═════ Records to use

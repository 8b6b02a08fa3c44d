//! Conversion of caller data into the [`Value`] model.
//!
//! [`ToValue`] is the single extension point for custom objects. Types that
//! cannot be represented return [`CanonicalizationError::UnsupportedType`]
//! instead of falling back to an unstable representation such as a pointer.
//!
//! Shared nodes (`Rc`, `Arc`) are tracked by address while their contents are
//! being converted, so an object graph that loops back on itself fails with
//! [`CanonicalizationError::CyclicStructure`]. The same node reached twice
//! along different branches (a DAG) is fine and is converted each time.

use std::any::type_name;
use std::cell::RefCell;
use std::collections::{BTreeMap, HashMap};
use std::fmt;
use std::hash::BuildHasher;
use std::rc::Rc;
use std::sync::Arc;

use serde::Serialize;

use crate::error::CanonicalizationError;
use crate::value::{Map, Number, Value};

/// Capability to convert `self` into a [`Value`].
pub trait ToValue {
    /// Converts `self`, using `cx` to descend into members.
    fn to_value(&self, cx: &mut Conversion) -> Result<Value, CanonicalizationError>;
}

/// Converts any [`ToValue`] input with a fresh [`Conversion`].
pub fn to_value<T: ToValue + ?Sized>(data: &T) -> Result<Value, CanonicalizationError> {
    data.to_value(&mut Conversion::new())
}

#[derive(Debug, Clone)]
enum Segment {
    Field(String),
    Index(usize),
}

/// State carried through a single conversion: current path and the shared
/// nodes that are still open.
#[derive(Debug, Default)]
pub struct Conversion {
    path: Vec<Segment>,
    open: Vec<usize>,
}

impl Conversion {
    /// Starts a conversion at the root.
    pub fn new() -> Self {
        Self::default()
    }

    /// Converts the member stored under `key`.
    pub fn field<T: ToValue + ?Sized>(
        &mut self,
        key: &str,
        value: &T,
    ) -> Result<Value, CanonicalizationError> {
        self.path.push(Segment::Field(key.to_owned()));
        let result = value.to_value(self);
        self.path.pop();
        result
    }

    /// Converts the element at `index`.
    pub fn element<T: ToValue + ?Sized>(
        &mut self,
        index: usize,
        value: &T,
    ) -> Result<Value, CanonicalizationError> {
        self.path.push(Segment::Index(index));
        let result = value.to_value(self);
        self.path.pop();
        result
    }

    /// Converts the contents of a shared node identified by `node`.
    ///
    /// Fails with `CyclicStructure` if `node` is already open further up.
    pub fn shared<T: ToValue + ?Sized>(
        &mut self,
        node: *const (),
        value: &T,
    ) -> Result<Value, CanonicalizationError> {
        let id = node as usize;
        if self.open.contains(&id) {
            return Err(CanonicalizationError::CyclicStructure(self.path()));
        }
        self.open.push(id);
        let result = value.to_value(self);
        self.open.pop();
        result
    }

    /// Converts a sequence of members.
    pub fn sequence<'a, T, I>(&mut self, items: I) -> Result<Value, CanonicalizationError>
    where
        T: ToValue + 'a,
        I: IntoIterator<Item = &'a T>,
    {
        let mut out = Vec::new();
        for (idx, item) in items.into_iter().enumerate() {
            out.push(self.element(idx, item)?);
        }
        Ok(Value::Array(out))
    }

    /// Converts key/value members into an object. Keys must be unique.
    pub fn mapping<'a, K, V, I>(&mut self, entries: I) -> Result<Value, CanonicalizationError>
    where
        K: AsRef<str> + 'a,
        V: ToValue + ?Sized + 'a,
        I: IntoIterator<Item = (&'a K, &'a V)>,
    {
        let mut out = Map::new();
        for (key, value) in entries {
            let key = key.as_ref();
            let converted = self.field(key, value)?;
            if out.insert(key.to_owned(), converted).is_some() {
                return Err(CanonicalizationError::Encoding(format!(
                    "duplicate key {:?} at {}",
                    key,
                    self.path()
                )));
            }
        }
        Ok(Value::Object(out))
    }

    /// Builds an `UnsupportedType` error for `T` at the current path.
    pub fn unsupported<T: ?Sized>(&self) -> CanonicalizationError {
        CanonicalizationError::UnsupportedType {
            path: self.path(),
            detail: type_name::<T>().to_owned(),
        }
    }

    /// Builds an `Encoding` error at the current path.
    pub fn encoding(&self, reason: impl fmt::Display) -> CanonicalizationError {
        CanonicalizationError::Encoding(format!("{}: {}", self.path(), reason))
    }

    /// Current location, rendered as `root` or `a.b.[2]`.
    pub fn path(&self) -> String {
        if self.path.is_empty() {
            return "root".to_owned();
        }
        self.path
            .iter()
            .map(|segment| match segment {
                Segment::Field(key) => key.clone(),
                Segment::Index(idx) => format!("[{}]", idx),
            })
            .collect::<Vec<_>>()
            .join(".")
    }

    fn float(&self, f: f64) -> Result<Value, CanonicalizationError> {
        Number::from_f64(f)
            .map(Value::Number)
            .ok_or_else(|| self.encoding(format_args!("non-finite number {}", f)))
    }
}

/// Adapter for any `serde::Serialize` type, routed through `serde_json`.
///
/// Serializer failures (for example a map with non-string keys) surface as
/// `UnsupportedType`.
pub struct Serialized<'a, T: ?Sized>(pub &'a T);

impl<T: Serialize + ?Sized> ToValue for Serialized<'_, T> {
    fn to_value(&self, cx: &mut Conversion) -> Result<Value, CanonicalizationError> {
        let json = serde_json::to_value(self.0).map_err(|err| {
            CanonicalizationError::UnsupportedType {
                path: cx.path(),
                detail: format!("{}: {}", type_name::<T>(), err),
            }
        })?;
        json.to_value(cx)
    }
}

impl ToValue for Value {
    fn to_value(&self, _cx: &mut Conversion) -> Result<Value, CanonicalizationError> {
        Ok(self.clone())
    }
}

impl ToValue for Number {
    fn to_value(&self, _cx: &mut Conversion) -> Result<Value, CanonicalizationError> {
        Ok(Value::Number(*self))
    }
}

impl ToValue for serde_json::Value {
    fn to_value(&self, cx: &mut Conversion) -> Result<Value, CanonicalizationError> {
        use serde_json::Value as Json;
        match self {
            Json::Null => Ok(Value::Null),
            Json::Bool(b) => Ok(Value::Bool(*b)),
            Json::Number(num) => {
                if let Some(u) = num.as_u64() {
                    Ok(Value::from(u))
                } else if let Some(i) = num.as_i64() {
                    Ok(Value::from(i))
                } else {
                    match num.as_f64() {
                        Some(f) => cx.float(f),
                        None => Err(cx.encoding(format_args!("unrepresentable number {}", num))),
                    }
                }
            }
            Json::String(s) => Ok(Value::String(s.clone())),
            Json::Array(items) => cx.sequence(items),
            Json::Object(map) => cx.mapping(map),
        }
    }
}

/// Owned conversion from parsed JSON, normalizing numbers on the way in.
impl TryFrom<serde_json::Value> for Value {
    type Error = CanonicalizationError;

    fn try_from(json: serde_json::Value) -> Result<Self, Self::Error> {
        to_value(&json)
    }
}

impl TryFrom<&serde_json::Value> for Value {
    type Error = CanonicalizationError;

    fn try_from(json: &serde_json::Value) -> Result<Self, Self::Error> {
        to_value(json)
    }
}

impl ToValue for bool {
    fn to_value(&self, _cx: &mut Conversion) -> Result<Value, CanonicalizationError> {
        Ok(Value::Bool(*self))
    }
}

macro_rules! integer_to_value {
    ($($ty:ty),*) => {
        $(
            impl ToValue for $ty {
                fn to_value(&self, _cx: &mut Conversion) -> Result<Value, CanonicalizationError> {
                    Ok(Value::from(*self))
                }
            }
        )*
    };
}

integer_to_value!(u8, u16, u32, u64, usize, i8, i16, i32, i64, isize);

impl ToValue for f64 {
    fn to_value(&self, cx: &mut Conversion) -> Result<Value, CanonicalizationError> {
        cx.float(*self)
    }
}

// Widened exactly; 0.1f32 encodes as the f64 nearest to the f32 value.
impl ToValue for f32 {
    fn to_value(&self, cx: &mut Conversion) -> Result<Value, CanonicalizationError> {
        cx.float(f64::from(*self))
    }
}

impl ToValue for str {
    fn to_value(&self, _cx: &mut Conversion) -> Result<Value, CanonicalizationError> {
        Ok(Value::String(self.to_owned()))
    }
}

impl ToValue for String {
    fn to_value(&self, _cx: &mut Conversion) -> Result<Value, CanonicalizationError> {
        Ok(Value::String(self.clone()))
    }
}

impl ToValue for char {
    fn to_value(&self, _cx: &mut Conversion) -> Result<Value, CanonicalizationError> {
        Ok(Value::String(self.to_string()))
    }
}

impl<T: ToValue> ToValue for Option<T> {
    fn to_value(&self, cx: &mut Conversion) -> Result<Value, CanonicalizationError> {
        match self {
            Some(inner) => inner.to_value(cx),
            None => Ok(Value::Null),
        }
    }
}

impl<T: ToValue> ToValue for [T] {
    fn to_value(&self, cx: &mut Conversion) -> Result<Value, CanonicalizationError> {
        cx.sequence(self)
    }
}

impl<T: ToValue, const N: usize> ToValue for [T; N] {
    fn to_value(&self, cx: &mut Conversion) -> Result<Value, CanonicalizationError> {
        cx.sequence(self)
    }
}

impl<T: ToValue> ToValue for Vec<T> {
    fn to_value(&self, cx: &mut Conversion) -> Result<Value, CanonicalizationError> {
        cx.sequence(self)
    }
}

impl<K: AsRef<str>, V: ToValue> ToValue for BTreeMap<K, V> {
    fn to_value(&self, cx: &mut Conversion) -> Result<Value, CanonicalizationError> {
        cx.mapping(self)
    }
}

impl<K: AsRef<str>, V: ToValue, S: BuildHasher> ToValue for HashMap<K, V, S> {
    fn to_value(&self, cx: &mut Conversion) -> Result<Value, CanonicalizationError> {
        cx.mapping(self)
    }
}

══════════
═════ Records to use

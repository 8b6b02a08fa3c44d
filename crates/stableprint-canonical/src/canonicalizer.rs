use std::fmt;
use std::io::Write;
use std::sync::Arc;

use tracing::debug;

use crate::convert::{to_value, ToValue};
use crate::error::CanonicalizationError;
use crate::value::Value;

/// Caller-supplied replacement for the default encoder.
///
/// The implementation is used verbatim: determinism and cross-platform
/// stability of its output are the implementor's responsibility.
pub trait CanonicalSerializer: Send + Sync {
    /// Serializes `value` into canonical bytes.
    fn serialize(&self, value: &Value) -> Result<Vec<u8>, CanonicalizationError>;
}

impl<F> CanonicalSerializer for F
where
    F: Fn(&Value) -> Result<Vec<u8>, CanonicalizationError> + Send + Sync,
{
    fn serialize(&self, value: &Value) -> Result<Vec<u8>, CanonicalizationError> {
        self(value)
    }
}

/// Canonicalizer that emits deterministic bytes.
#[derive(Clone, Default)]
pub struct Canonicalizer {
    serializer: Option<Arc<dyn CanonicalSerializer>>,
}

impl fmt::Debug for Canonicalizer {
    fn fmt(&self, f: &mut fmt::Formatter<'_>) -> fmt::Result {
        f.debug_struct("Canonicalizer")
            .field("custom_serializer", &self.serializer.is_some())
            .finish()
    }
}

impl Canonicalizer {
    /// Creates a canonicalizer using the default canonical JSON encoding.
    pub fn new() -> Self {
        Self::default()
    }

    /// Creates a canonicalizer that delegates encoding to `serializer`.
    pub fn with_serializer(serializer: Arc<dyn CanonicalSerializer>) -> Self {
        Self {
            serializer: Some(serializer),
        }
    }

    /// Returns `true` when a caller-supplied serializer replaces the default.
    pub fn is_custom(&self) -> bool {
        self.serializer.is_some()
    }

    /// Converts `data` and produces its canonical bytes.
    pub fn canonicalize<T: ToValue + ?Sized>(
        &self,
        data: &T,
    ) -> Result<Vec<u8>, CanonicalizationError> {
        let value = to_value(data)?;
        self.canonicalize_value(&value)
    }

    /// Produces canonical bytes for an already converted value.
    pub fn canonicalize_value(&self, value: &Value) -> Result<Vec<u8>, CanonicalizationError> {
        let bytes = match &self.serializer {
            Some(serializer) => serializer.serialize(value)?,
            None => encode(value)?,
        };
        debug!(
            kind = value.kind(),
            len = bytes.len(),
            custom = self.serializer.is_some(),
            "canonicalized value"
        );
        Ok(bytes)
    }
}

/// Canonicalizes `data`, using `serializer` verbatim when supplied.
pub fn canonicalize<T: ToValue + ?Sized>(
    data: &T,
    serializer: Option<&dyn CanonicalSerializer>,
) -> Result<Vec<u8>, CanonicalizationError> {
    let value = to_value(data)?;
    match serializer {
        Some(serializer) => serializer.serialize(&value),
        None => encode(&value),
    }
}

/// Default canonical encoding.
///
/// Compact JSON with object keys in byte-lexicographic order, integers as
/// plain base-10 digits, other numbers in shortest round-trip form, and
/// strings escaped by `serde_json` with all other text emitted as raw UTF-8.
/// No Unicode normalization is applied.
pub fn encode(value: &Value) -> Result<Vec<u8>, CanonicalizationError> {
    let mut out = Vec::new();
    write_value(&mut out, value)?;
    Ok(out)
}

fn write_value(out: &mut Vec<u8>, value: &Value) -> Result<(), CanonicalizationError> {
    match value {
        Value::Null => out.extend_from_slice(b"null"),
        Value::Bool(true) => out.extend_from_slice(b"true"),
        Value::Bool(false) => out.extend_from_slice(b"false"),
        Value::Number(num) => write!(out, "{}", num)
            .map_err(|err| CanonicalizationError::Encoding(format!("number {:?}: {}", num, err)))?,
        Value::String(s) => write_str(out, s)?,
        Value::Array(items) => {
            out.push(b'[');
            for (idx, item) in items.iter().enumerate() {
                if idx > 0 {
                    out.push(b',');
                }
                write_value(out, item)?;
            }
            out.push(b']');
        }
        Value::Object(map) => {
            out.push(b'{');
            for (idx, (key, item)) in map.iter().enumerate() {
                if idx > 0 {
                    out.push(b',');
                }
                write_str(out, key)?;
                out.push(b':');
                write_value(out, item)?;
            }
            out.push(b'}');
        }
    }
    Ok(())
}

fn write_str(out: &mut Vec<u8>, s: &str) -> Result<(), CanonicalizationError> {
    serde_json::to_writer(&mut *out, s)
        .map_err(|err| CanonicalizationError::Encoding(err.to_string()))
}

══════════
═════ Records to use

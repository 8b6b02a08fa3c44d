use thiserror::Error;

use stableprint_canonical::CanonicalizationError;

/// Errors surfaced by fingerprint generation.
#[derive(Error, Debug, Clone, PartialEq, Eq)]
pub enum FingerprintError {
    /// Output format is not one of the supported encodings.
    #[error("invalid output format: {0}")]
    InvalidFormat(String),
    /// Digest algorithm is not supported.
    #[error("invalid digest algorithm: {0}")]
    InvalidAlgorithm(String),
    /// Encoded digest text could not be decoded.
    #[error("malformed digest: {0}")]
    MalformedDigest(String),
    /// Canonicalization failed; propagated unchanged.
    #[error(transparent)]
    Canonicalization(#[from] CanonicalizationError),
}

══════════

Exercise brief:
Across the entries, work out how many lines hold the word "Array". Reply with that number only.

Output:
3